**WHAT TO WORK ON**
Return all lines from the listing below in which the string "assemble" occurs.

*** Opening of AVAILABLE DATA ***

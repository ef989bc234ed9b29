//! Secret Client
//!
//! Everything between a finished [`Bundle`](secret_core::Bundle) and the
//! remote service, in both directions.
//!
//! # Architecture
//!
//! ```text
//!  create:  Bundle ──► seal items ──► hash password ──► assemble ──► upload ──► ID
//!  open:    ID ──► check ──► get ──► verify password ──► open items ──► ContentItems
//! ```
//!
//! The sealing and unlocking stages are pure functions over
//! [`Environment`](secret_core::Environment)-supplied randomness. The service
//! boundary is the [`SecretService`] trait, with an in-memory
//! [`MockService`] and, behind the `transport` feature, an HTTP
//! implementation.
//!
//! # Components
//!
//! - [`pipeline`]: submission stages (seal, hash, assemble, transmit)
//! - [`unlock`]: password verification and item decryption
//! - [`SecretService`]: upload/check/get boundary
//! - [`AnyService`]: service selected from [`ServiceKind`](secret_core::ServiceKind)

#![forbid(unsafe_code)]
#![deny(missing_docs)]

mod error;

pub mod pipeline;
pub mod service;
pub mod unlock;

pub use error::{OpenError, ServiceError, SubmitError};
#[cfg(feature = "transport")]
pub use service::HttpService;
pub use service::{AnyService, MockService, SecretService};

*** Close of AVAILABLE DATA ***

**EXERCISE RESULT**
//!  create:  Bundle ──► seal items ──► hash password ──► assemble ──► upload ──► ID
//! - [`pipeline`]: submission stages (seal, hash, assemble, transmit)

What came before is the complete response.